> **Required work**: How many lines in the records below contain the word "collect"? State only that number.

> **Information**:

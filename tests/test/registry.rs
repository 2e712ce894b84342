//local shortcuts
use chat_relay::*;

//third-party shortcuts

//standard shortcuts


//-------------------------------------------------------------------------------------------------------------------
//-------------------------------------------------------------------------------------------------------------------

#[test]
fn insert_respects_policy()
{
    let registry = SessionRegistry::new();
    assert!(registry.is_empty());

    let (first, _first_rx) = SessionHandle::new(1, 4);
    let (second, _second_rx) = SessionHandle::new(2, 4);
    let (third, _third_rx) = SessionHandle::new(3, 4);

    assert!(registry.insert("Alice", first, DuplicateLoginPolicy::Reject).unwrap().is_none());
    assert_eq!(
            registry.insert("Alice", second, DuplicateLoginPolicy::Reject).unwrap_err(),
            RegistryError::NicknameTaken(String::from("Alice"))
        );
    assert_eq!(registry.get("Alice").map(|handle| handle.id()), Some(1));

    let displaced = registry.insert("Alice", third, DuplicateLoginPolicy::ReplaceExisting).unwrap();
    assert_eq!(displaced.map(|handle| handle.id()), Some(1));
    assert_eq!(registry.get("Alice").map(|handle| handle.id()), Some(3));
    assert_eq!(registry.len(), 1);
}

//-------------------------------------------------------------------------------------------------------------------

#[test]
fn stale_entries_are_replaced()
{
    let registry = SessionRegistry::new();

    let (stale, stale_rx) = SessionHandle::new(1, 4);
    registry.insert("Alice", stale, DuplicateLoginPolicy::Reject).unwrap();
    drop(stale_rx);

    let (fresh, _fresh_rx) = SessionHandle::new(2, 4);
    assert!(registry.insert("Alice", fresh, DuplicateLoginPolicy::Reject).unwrap().is_none());
    assert_eq!(registry.get("Alice").map(|handle| handle.id()), Some(2));
}

//-------------------------------------------------------------------------------------------------------------------

#[test]
fn remove_is_keyed_by_session()
{
    let registry = SessionRegistry::new();

    let (old, _old_rx) = SessionHandle::new(1, 4);
    let (new, _new_rx) = SessionHandle::new(2, 4);
    registry.insert("Alice", old, DuplicateLoginPolicy::Reject).unwrap();
    registry.insert("Alice", new, DuplicateLoginPolicy::ReplaceExisting).unwrap();

    // the displaced session's teardown must not unregister its replacement
    assert!(!registry.remove("Alice", 1));
    assert!(registry.contains("Alice"));

    assert!(registry.remove("Alice", 2));
    assert!(!registry.contains("Alice"));
    assert!(!registry.remove("Alice", 2));
    assert!(registry.is_empty());
}

//-------------------------------------------------------------------------------------------------------------------

#[test]
fn snapshot_is_point_in_time()
{
    let registry = SessionRegistry::new();

    let (bob, _bob_rx) = SessionHandle::new(1, 4);
    let (alice, _alice_rx) = SessionHandle::new(2, 4);
    registry.insert("Bob", bob, DuplicateLoginPolicy::Reject).unwrap();
    registry.insert("Alice", alice, DuplicateLoginPolicy::Reject).unwrap();

    let snapshot = registry.snapshot();
    assert_eq!(registry.nicknames(), vec![String::from("Alice"), String::from("Bob")]);

    let (carol, _carol_rx) = SessionHandle::new(3, 4);
    registry.insert("Carol", carol, DuplicateLoginPolicy::Reject).unwrap();
    assert!(registry.remove("Bob", 1));

    assert_eq!(snapshot.len(), 2);
    assert!(snapshot.iter().any(|(nickname, _)| nickname == "Bob"));
    assert_eq!(registry.nicknames(), vec![String::from("Alice"), String::from("Carol")]);
}

//-------------------------------------------------------------------------------------------------------------------

#[test]
fn concurrent_registration()
{
    let registry = SessionRegistry::new();
    let num_threads = 8u64;

    // every thread races for the same nickname and registers one of its own
    let handles: Vec<_> = (0..num_threads)
        .map(|i| {
            let registry = registry.clone();
            std::thread::spawn(move || {
                let (shared, shared_rx) = SessionHandle::new(i * 2, 4);
                let (own, own_rx) = SessionHandle::new(i * 2 + 1, 4);
                let won = registry.insert("Shared", shared, DuplicateLoginPolicy::Reject).is_ok();
                registry.insert(&format!("User{}", i), own, DuplicateLoginPolicy::Reject).unwrap();
                (won, shared_rx, own_rx)
            })
        })
        .collect();
    let results: Vec<_> = handles.into_iter().map(|handle| handle.join().unwrap()).collect();

    assert_eq!(results.iter().filter(|(won, _, _)| *won).count(), 1);
    assert_eq!(registry.len(), num_threads as usize + 1);
}

//-------------------------------------------------------------------------------------------------------------------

> **Response area**: 2